10 - Tidak Sabar
Mansion utama Dimitri yang berada di negara Inggris kota London terasa damai di luar. Angin musim dingin yang berhembus perlahan disertai dengan membawakan daun-daun yang telah berguguran tak lama ini.
Sedangkan di ruang kerja sang tuan besar Dimitri, terasa ketegangan yang begitu kental. Tidak ada yang mengeluarkan suara. Semuanya terdiam dengan pikirannya masing-masing saat selesai membaca sebuah dokumen atau selembar kertas yang tergeletak di atas meja depan mereka.
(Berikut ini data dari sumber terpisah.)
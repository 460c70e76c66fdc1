use tracing_subscriber::{layer::SubscriberExt, util::SubscriberInitExt};

use api_rest::{cors_layer, router, AppState, DEFAULT_CORS_ORIGINS};
use gateway_core::{GatewayConfig, WebDavClient};

/// Main entry point for the authoring gateway
///
/// Resolves the WebDAV configuration once, then serves the REST API until Ctrl-C.
///
/// # Environment Variables
/// - `ALFRESCO_WEBDAV_BASE`: WebDAV base URL (required)
/// - `ALFRESCO_USERNAME` / `ALFRESCO_PASSWORD`: shared service credential (required)
/// - `WEBDAV_TIMEOUT_SECS`: per-connection upstream timeout (default: 30)
/// - `GATEWAY_REST_ADDR`: REST server address (default: "0.0.0.0:8000")
/// - `CORS_ALLOW_ORIGINS`: comma-separated origins, `*` for any (default: "http://localhost:5173")
///
/// # Errors
/// Returns an error if:
/// - the logging/tracing configuration cannot be initialised,
/// - the WebDAV base URL or credentials are missing or invalid,
/// - the server address cannot be bound, or
/// - the HTTP server fails while running.
#[tokio::main]
async fn main() -> anyhow::Result<()> {
    dotenvy::dotenv().ok();

    tracing_subscriber::registry()
        .with(
            tracing_subscriber::EnvFilter::from_default_env()
                .add_directive("gateway_run=info".parse()?)
                .add_directive("api_rest=info".parse()?)
                .add_directive("gateway_core=info".parse()?),
        )
        .with(tracing_subscriber::fmt::layer())
        .init();

    let config = GatewayConfig::from_lookup(|key| std::env::var(key).ok())?;
    let rest_addr = std::env::var("GATEWAY_REST_ADDR").unwrap_or_else(|_| "0.0.0.0:8000".into());
    let origins =
        std::env::var("CORS_ALLOW_ORIGINS").unwrap_or_else(|_| DEFAULT_CORS_ORIGINS.into());

    tracing::info!("++ WebDAV base {}", config.base_url());
    tracing::info!("++ CORS origins {}", origins);
    tracing::info!("++ Starting gateway REST on {}", rest_addr);

    let app = router(
        AppState::new(WebDavClient::new(config)),
        cors_layer(&origins)?,
    );

    let listener = tokio::net::TcpListener::bind(&rest_addr).await?;
    axum::serve(listener, app)
        .with_graceful_shutdown(shutdown_signal())
        .await?;

    tracing::info!("-- Gateway stopped");
    Ok(())
}

async fn shutdown_signal() {
    if let Err(e) = tokio::signal::ctrl_c().await {
        tracing::error!("failed to listen for shutdown signal: {}", e);
        std::future::pending::<()>().await;
    }
}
Fransisco yang jengah menghentikan isapan pada cerutunya, ia meletakkannya pada asbak yang berada dekat dengannya. Dengan hembusan nafas ia mulai berbicara. Berbicara pada istrinya, anaknya dan cucunya, pada semua anggota yang telah berkumpul.
"Jadi, aku akan mengirimkan Damien untuk kesana," ucapnya tenang. Damien—sang putra kedua memasang wajah serius. Damien telah sampai di London pada saat Sylvester masih berada di kediaman Rodrigo, bersama dengan kedua putranya yaitu Eleander dan Danielo.
"Baiklah pa, aku akan pergi dengan Danielo."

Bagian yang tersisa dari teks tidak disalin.